Ventriculomegaly in the fetus - what is it?

Ventriculomegaly in the fetus is a pathology that occurs in the ventricular system, while the size of the lateral ventricles of the brain increases , but the head itself does not increase. With this disease, the size of the lateral ventricles, or rather their width, can reach 15 mm.

Ventriculomegaly in the fetus can be both completely isolated and can be combined with other known anomalies. It can also be one of the components of chromosomal abnormalities and multiple malformations.

During the research it was found that if there is isolated ventriculomegaly in the fetus, then the probability of occurrence of chromosomal abnormalities is much lower if it occurs together with other changes. Also the frequency of manifestation of the chromosomal abnormality directly depends on the width of the lateral ventricles, with their decrease the probability of detection becomes higher.

During the scientific research it was established that the frequency of this disease is about 0.6%. Ventriculomegaly in the fetus is diagnosed usually at 17-34 weeks of gestation.
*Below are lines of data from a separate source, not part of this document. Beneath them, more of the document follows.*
//! CLI argument definitions using clap.

use clap::{Parser, Subcommand, ValueEnum};
use std::path::PathBuf;

/// batchline - reliable batch delivery of NDJSON events to bulk sinks
#[derive(Parser, Debug)]
#[command(
    name = "batchline",
    author,
    version,
    about = "Reliable batch delivery to bulk sinks",
    long_about = "Reads NDJSON events in batches, delivers each batch to every configured sink \n\
                  with per-item retry, and checkpoints progress once a batch is fully delivered."
)]
pub struct Cli {
    /// Increase logging verbosity (-v for debug, -vv for trace)
    #[arg(short, long, action = clap::ArgAction::Count, global = true, env = "BATCHLINE_VERBOSE")]
    pub verbose: u8,

    /// Suppress all output except warnings and errors
    #[arg(short, long, global = true, conflicts_with = "verbose")]
    pub quiet: bool,

    /// Log output format
    #[arg(
        long,
        value_enum,
        default_value = "pretty",
        global = true,
        env = "BATCHLINE_LOG_FORMAT"
    )]
    pub log_format: LogFormat,

    #[command(subcommand)]
    pub command: Commands,
}

impl Cli {
    /// Filter used when `RUST_LOG` is unset
    pub fn default_log_level(&self) -> &'static str {
        if self.quiet {
            return "warn";
        }
        match self.verbose {
            0 => "info",
            1 => "debug",
            _ => "trace",
        }
    }
}

/// Available CLI commands
#[derive(Subcommand, Debug)]
pub enum Commands {
    /// Run the delivery pipeline
    Run(RunArgs),

    /// Validate configuration file without running
    Validate(ValidateArgs),

    /// Display configuration information
    Info(InfoArgs),
}

/// Arguments for the `run` command
#[derive(Parser, Debug, Clone)]
pub struct RunArgs {
    /// Path to configuration file (TOML or JSON)
    #[arg(
        short,
        long,
        default_value = "pipeline.toml",
        env = "BATCHLINE_CONFIG"
    )]
    pub config: PathBuf,

    /// Override the source file from configuration
    #[arg(long, env = "BATCHLINE_SOURCE")]
    pub source: Option<PathBuf>,

    /// Deliver without committing checkpoints
    #[arg(long)]
    pub dry_run: bool,

    /// Channel buffer size between the reader and the consumer
    #[arg(long, default_value = "16", env = "BATCHLINE_BUFFER_SIZE")]
    pub buffer_size: usize,

    /// Metrics server port (0 = disabled)
    #[arg(long, default_value = "0", env = "BATCHLINE_METRICS_PORT")]
    pub metrics_port: u16,
}

/// Arguments for the `validate` command
#[derive(Parser, Debug)]
pub struct ValidateArgs {
    /// Path to configuration file to validate
    #[arg(short, long, default_value = "pipeline.toml")]
    pub config: PathBuf,

    /// Output validation result as JSON
    #[arg(long)]
    pub json: bool,
}

/// Arguments for the `info` command
#[derive(Parser, Debug)]
pub struct InfoArgs {
    /// Path to configuration file
    #[arg(short, long, default_value = "pipeline.toml")]
    pub config: PathBuf,

    /// Output as JSON
    #[arg(long)]
    pub json: bool,

    /// Show sink parameters
    #[arg(long)]
    pub params: bool,
}

/// Log output format
#[derive(ValueEnum, Clone, Copy, Debug, Default)]
pub enum LogFormat {
    /// JSON structured logging
    Json,
    /// Human-readable pretty format
    #[default]
    Pretty,
    /// Compact single-line format
    Compact,
}

impl From<LogFormat> for observability::LogFormat {
    fn from(format: LogFormat) -> Self {
        match format {
            LogFormat::Json => Self::Json,
            LogFormat::Pretty => Self::Pretty,
            LogFormat::Compact => Self::Compact,
        }
    }
}
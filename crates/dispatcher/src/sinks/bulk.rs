//! SearchBulkSink - search-engine `_bulk` indexing over HTTP

use std::borrow::Cow;
use std::collections::HashMap;
use std::time::Duration;

use contracts::{ContractError, Event, EventId, ItemStatus, SinkTransport};
use reqwest::{Client, Url};
use serde::Deserialize;
use serde_json::json;
use tracing::{debug, instrument, warn};

use super::{endpoint, http_client, map_request_error, required_param, success_body, timeout_from_params};

/// Indexes every event as one `index` action of a bulk request
pub struct SearchBulkSink {
    name: String,
    index: String,
    endpoint: Url,
    client: Client,
}

impl SearchBulkSink {
    pub fn new(
        name: impl Into<String>,
        base_url: &str,
        index: impl Into<String>,
        timeout: Duration,
    ) -> Result<Self, ContractError> {
        let name = name.into();
        let endpoint = endpoint(&name, base_url, "_bulk")?;
        let client = http_client(&name, timeout)?;
        debug!(sink = %name, endpoint = %endpoint, "SearchBulkSink created");

        Ok(Self {
            index: index.into(),
            name,
            endpoint,
            client,
        })
    }

    /// Create from params (`url`, `index`, optional `timeout_ms`)
    pub fn from_params(
        name: impl Into<String>,
        params: &HashMap<String, String>,
    ) -> Result<Self, ContractError> {
        let name = name.into();
        let url = required_param(&name, params, "url")?;
        let index = required_param(&name, params, "index")?.to_string();
        let timeout = timeout_from_params(&name, params)?;
        Self::new(name, url, index, timeout)
    }

    pub fn index(&self) -> &str {
        &self.index
    }

    pub fn endpoint(&self) -> &Url {
        &self.endpoint
    }
}

impl SinkTransport for SearchBulkSink {
    fn name(&self) -> &str {
        &self.name
    }

    #[instrument(
        name = "search_bulk_send",
        skip(self, batch),
        fields(sink = %self.name, events = batch.len())
    )]
    async fn send(&self, batch: &[Event]) -> Result<Vec<ItemStatus>, ContractError> {
        let BulkBody { body, included, rejected } = encode_bulk_body(&self.index, batch);
        for status in &rejected {
            warn!(
                event_id = ?status.id,
                error = status.error.as_deref().unwrap_or(""),
                "Event cannot be encoded, rejecting"
            );
        }
        if included.is_empty() {
            return Ok(rejected);
        }

        let response = self
            .client
            .post(self.endpoint.clone())
            .header(reqwest::header::CONTENT_TYPE, "application/x-ndjson")
            .body(body)
            .send()
            .await
            .map_err(|e| map_request_error(&self.name, e))?;

        let status = response.status().as_u16();
        let body = success_body(&self.name, response).await?;
        let statuses = parse_bulk_response(&body).map_err(|e| ContractError::ServerBusy {
            sink_name: self.name.clone(),
            status,
            message: format!("unreadable bulk response: {e}"),
        })?;

        if statuses.len() != included.len() {
            warn!(
                sent = included.len(),
                received = statuses.len(),
                "Bulk response item count mismatch"
            );
        }

        // Positions refer to the encoded subset, not to `batch`
        let mut statuses: Vec<ItemStatus> = statuses
            .into_iter()
            .enumerate()
            .map(|(position, mut status)| {
                if status.id.is_none() {
                    status.id = included.get(position).cloned();
                }
                status
            })
            .collect();
        statuses.extend(rejected);
        Ok(statuses)
    }
}

/// Encoded `_bulk` request
#[derive(Debug, Default)]
pub struct BulkBody {
    /// NDJSON action/document pairs
    pub body: String,
    /// Events present in `body`, in request order
    pub included: Vec<EventId>,
    /// 400 statuses for events left out of `body`
    pub rejected: Vec<ItemStatus>,
}

/// Encode events as NDJSON action/document pairs
///
/// Multi-line JSON payloads are compacted onto one line. Payloads that are
/// not UTF-8, or span lines without being JSON, are left out and rejected
/// per item.
pub fn encode_bulk_body(index: &str, batch: &[Event]) -> BulkBody {
    let mut encoded = BulkBody {
        body: String::with_capacity(batch.iter().map(|e| e.payload.len() + 64).sum()),
        ..BulkBody::default()
    };

    for event in batch {
        let document = match bulk_document(&event.payload) {
            Ok(document) => document,
            Err(reason) => {
                encoded
                    .rejected
                    .push(ItemStatus::for_id(event.id.clone(), 400).with_error(reason));
                continue;
            }
        };

        let action = json!({ "index": { "_index": index, "_id": event.id.as_str() } });
        encoded.body.push_str(&action.to_string());
        encoded.body.push('\n');
        encoded.body.push_str(&document);
        encoded.body.push('\n');
        encoded.included.push(event.id.clone());
    }

    encoded
}

fn bulk_document(payload: &[u8]) -> Result<Cow<'_, str>, String> {
    let text = std::str::from_utf8(payload)
        .map_err(|e| format!("payload is not UTF-8: {e}"))?
        .trim_end();
    if !text.contains('\n') {
        return Ok(Cow::Borrowed(text));
    }

    serde_json::from_str::<serde_json::Value>(text)
        .map(|value| Cow::Owned(value.to_string()))
        .map_err(|e| format!("payload spans multiple lines and is not JSON: {e}"))
}

#[derive(Debug, Deserialize)]
struct BulkResponse {
    #[serde(default)]
    errors: bool,
    #[serde(default)]
    items: Vec<HashMap<String, BulkItem>>,
}

#[derive(Debug, Deserialize)]
struct BulkItem {
    #[serde(rename = "_id")]
    id: Option<String>,
    status: u16,
    #[serde(default)]
    error: Option<serde_json::Value>,
}

/// Parse a `_bulk` response into per-item statuses
///
/// `_id` is echoed when present; each item holds exactly one action entry.
pub fn parse_bulk_response(body: &str) -> Result<Vec<ItemStatus>, serde_json::Error> {
    let response: BulkResponse = serde_json::from_str(body)?;
    if response.errors {
        debug!(items = response.items.len(), "Bulk response reports item errors");
    }

    Ok(response
        .items
        .into_iter()
        .filter_map(|action| action.into_values().next())
        .map(|item| ItemStatus {
            id: item.id.map(Into::into),
            status: item.status,
            error: item.error.map(describe_error),
        })
        .collect())
}

fn describe_error(error: serde_json::Value) -> String {
    let kind = error.get("type").and_then(|v| v.as_str());
    let reason = error.get("reason").and_then(|v| v.as_str());
    match (kind, reason) {
        (Some(kind), Some(reason)) => format!("{kind}: {reason}"),
        (Some(kind), None) => kind.to_string(),
        _ => error.to_string(),
    }
}

#[cfg(test)]
mod tests {
    use super::*;

    #[test]
    fn test_encode_body() {
        let batch = vec![
            Event::new("a", "{\"msg\":\"one\"}\n"),
            Event::new("b", "{\"msg\":\"two\"}"),
        ];
        let encoded = encode_bulk_body("logs", &batch);
        let lines: Vec<_> = encoded.body.lines().collect();

        assert_eq!(lines.len(), 4);
        assert_eq!(lines[0], r#"{"index":{"_id":"a","_index":"logs"}}"#);
        assert_eq!(lines[1], r#"{"msg":"one"}"#);
        assert!(encoded.body.ends_with('\n'));
        assert_eq!(encoded.included, vec![EventId::from("a"), EventId::from("b")]);
        assert!(encoded.rejected.is_empty());
    }

    #[test]
    fn test_encode_compacts_pretty_json() {
        let batch = vec![Event::new("a", "{\n  \"msg\": 1\n}")];
        let encoded = encode_bulk_body("logs", &batch);

        assert_eq!(encoded.body.lines().nth(1), Some(r#"{"msg":1}"#));
        assert!(encoded.rejected.is_empty());
    }

    #[test]
    fn test_encode_rejects_per_item() {
        let batch = vec![
            Event::new("ok", "{}"),
            Event::new("binary", &b"\xff\xfe"[..]),
            Event::new("text", "line one\nline two"),
        ];
        let encoded = encode_bulk_body("logs", &batch);

        assert_eq!(encoded.included, vec![EventId::from("ok")]);
        assert_eq!(encoded.body.lines().count(), 2);
        let rejected: Vec<_> = encoded.rejected.iter().map(|s| (s.id.clone(), s.status)).collect();
        assert_eq!(
            rejected,
            vec![(Some(EventId::from("binary")), 400), (Some(EventId::from("text")), 400)]
        );
        assert!(encoded.rejected[0].error.as_deref().unwrap().contains("not UTF-8"));
    }

    #[test]
    fn test_parse_response() {
        let body = r#"{
            "took": 3,
            "errors": true,
            "items": [
                {"index": {"_id": "a", "status": 201}},
                {"index": {"_id": "b", "status": 429,
                    "error": {"type": "es_rejected_execution_exception", "reason": "queue full"}}},
                {"create": {"_id": "c", "status": 400,
                    "error": {"type": "mapper_parsing_exception", "reason": "bad field"}}}
            ]
        }"#;
        let statuses = parse_bulk_response(body).unwrap();

        assert_eq!(statuses.len(), 3);
        assert_eq!(statuses[0].id, Some(EventId::from("a")));
        assert_eq!(statuses[1].status, 429);
        assert_eq!(
            statuses[1].error.as_deref(),
            Some("es_rejected_execution_exception: queue full")
        );
        assert_eq!(statuses[2].status, 400);
    }

    #[test]
    fn test_from_params_requires_index() {
        let params = HashMap::from([("url".to_string(), "http://localhost:9200".to_string())]);
        let err = SearchBulkSink::from_params("search", &params).err().unwrap();
        assert!(err.to_string().contains("missing 'index'"));
    }

    #[tokio::test]
    async fn test_connection_refused_is_transient() {
        // Port 9 (discard) is closed on test hosts
        let sink = SearchBulkSink::new("search", "http://127.0.0.1:9", "logs", Duration::from_secs(2)).unwrap();
        let err = sink.send(&[Event::new("a", "{}")]).await.unwrap_err();
        assert!(err.kind().is_transient());
    }
}
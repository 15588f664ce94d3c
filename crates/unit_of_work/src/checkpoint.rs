//! Checkpointer - bounded-retry commit of consumer progress
//!
//! Runs on the consumer's blocking thread: the retry waits are thread
//! sleeps, never tokio timers.

use std::fmt;
use std::sync::Arc;

use contracts::{CheckpointConfig, CheckpointStore, ContractError, ErrorKind};
use retry::{BackoffPolicy, RetryStrategy, RetryableErrorSet};
use tracing::{debug, error, info, instrument, warn};

/// Result of one checkpoint action
#[derive(Debug, Clone, Copy, PartialEq, Eq)]
pub enum CheckpointStatus {
    Committed,
    /// Dry mode, nothing written
    Skipped,
    /// Store failed with a non-retryable error
    Abandoned,
    /// Store stayed unavailable for every attempt
    Exhausted,
}

impl CheckpointStatus {
    pub fn as_str(&self) -> &'static str {
        match self {
            Self::Committed => "committed",
            Self::Skipped => "skipped",
            Self::Abandoned => "abandoned",
            Self::Exhausted => "exhausted",
        }
    }
}

impl fmt::Display for CheckpointStatus {
    fn fmt(&self, f: &mut fmt::Formatter<'_>) -> fmt::Result {
        f.write_str(self.as_str())
    }
}

/// Commits positions through a [`CheckpointStore`]
pub struct Checkpointer {
    store: Arc<dyn CheckpointStore>,
    strategy: RetryStrategy,
    dry: bool,
}

impl Checkpointer {
    /// Fixed-delay retry on `StoreUnavailable` only, as configured
    pub fn new(store: Arc<dyn CheckpointStore>, config: &CheckpointConfig) -> Self {
        let strategy = RetryStrategy::new(
            BackoffPolicy::fixed(config.delay_ms),
            config.max_attempts,
            RetryableErrorSet::of([ErrorKind::StoreUnavailable]),
        );
        Self::with_strategy(store, strategy, config.dry)
    }

    pub fn with_strategy(store: Arc<dyn CheckpointStore>, strategy: RetryStrategy, dry: bool) -> Self {
        Self { store, strategy, dry }
    }

    pub fn is_dry(&self) -> bool {
        self.dry
    }

    /// Commit `position`, blocking the calling thread between attempts
    ///
    /// Never fails: errors are logged and reported through the status.
    #[instrument(name = "checkpoint", skip(self), fields(store = %self.store.name()))]
    pub fn checkpoint(&self, position: &str) -> CheckpointStatus {
        let status = if self.dry {
            debug!(position, "Dry mode, checkpoint skipped");
            CheckpointStatus::Skipped
        } else {
            match self
                .strategy
                .run_blocking("checkpoint", || self.store.commit(position))
            {
                Ok(()) => {
                    info!(position, "Checkpoint committed");
                    CheckpointStatus::Committed
                }
                Err(ContractError::ExhaustedRetries { attempts, cause, .. }) => {
                    error!(
                        position,
                        attempts,
                        error = %cause,
                        "Checkpoint store unavailable, giving up on this checkpoint"
                    );
                    CheckpointStatus::Exhausted
                }
                Err(err) => {
                    warn!(
                        position,
                        kind = %err.kind(),
                        error = %err,
                        "Checkpoint failed, abandoning it"
                    );
                    CheckpointStatus::Abandoned
                }
            }
        };

        observability::record_checkpoint(status.as_str());
        status
    }

    /// Ack action committing `position`
    pub fn ack_for(self: &Arc<Self>, position: impl Into<String>) -> impl FnOnce() -> CheckpointStatus + Send + 'static {
        let checkpointer = Arc::clone(self);
        let position = position.into();
        move || checkpointer.checkpoint(&position)
    }

    /// Last committed position
    pub fn last_position(&self) -> Result<Option<String>, ContractError> {
        self.store.load()
    }
}

#[cfg(test)]
mod tests {
    use super::*;
    use std::sync::Mutex;

    /// Fails the first `failures` commits with the given error
    struct FlakyStore {
        failures: u32,
        corrupt: bool,
        calls: Mutex<u32>,
        committed: Mutex<Option<String>>,
    }

    impl FlakyStore {
        fn new(failures: u32, corrupt: bool) -> Arc<Self> {
            Arc::new(Self {
                failures,
                corrupt,
                calls: Mutex::new(0),
                committed: Mutex::new(None),
            })
        }

        fn calls(&self) -> u32 {
            *self.calls.lock().unwrap()
        }
    }

    impl CheckpointStore for FlakyStore {
        fn name(&self) -> &str {
            "flaky"
        }

        fn commit(&self, position: &str) -> Result<(), ContractError> {
            let mut calls = self.calls.lock().unwrap();
            *calls += 1;
            if *calls <= self.failures {
                return Err(if self.corrupt {
                    ContractError::store_corrupt("lease lost")
                } else {
                    ContractError::store_unavailable("connection refused")
                });
            }
            *self.committed.lock().unwrap() = Some(position.to_string());
            Ok(())
        }

        fn load(&self) -> Result<Option<String>, ContractError> {
            Ok(self.committed.lock().unwrap().clone())
        }
    }

    fn config(max_attempts: u32) -> CheckpointConfig {
        CheckpointConfig {
            max_attempts,
            delay_ms: 1,
            ..Default::default()
        }
    }

    #[test]
    fn test_retries_unavailable_store() {
        let store = FlakyStore::new(2, false);
        let checkpointer = Checkpointer::new(store.clone(), &config(30));

        assert_eq!(checkpointer.checkpoint("10"), CheckpointStatus::Committed);
        assert_eq!(store.calls(), 3);
        assert_eq!(checkpointer.last_position().unwrap().as_deref(), Some("10"));
    }

    #[test]
    fn test_gives_up_after_max_attempts() {
        let store = FlakyStore::new(u32::MAX, false);
        let checkpointer = Checkpointer::new(store.clone(), &config(5));

        assert_eq!(checkpointer.checkpoint("10"), CheckpointStatus::Exhausted);
        assert_eq!(store.calls(), 5);
    }

    #[test]
    fn test_corrupt_store_abandoned_without_retry() {
        let store = FlakyStore::new(1, true);
        let checkpointer = Checkpointer::new(store.clone(), &config(30));

        assert_eq!(checkpointer.checkpoint("10"), CheckpointStatus::Abandoned);
        assert_eq!(store.calls(), 1);
    }

    #[test]
    fn test_dry_mode_skips_store() {
        let store = FlakyStore::new(0, false);
        let dry = CheckpointConfig {
            dry: true,
            ..config(30)
        };
        let checkpointer = Checkpointer::new(store.clone(), &dry);

        assert_eq!(checkpointer.checkpoint("10"), CheckpointStatus::Skipped);
        assert_eq!(store.calls(), 0);
    }

    #[test]
    fn test_ack_for_commits_position() {
        let store = FlakyStore::new(0, false);
        let checkpointer = Arc::new(Checkpointer::new(store.clone(), &config(3)));

        let ack = checkpointer.ack_for("99");
        assert_eq!(ack(), CheckpointStatus::Committed);
        assert_eq!(store.load().unwrap().as_deref(), Some("99"));
    }
}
Also, the dependence of chromosomal abnormalities is established in connection with the patient's age, in young pregnant women she meets three times less often than those who are over 35 years old.

Thus, it has now been established that for the diagnosis of ventriculomegaly in the fetus, it is not sufficient to perform ultrasound examination alone, it is necessary to carry out karyotyping of the fetus.

In the case of a screening ultrasound, the magnitude of the lateral ventricles of the brain, at which the given disease is determined, should be 10 mm. In many cases, ventriculomegaly is not detected in the early stages of pregnancy, and its diagnosis is possible around the end of the 2nd - early 3rd trimester. Usually the average time at which it is possible to accurately diagnose this abnormality is within 26 weeks of pregnancy.

When carrying out the echography, the accuracy of prenatal diagnosis of ventriculomegaly is about 80%. False positive results are about 9% of all cases of examinations.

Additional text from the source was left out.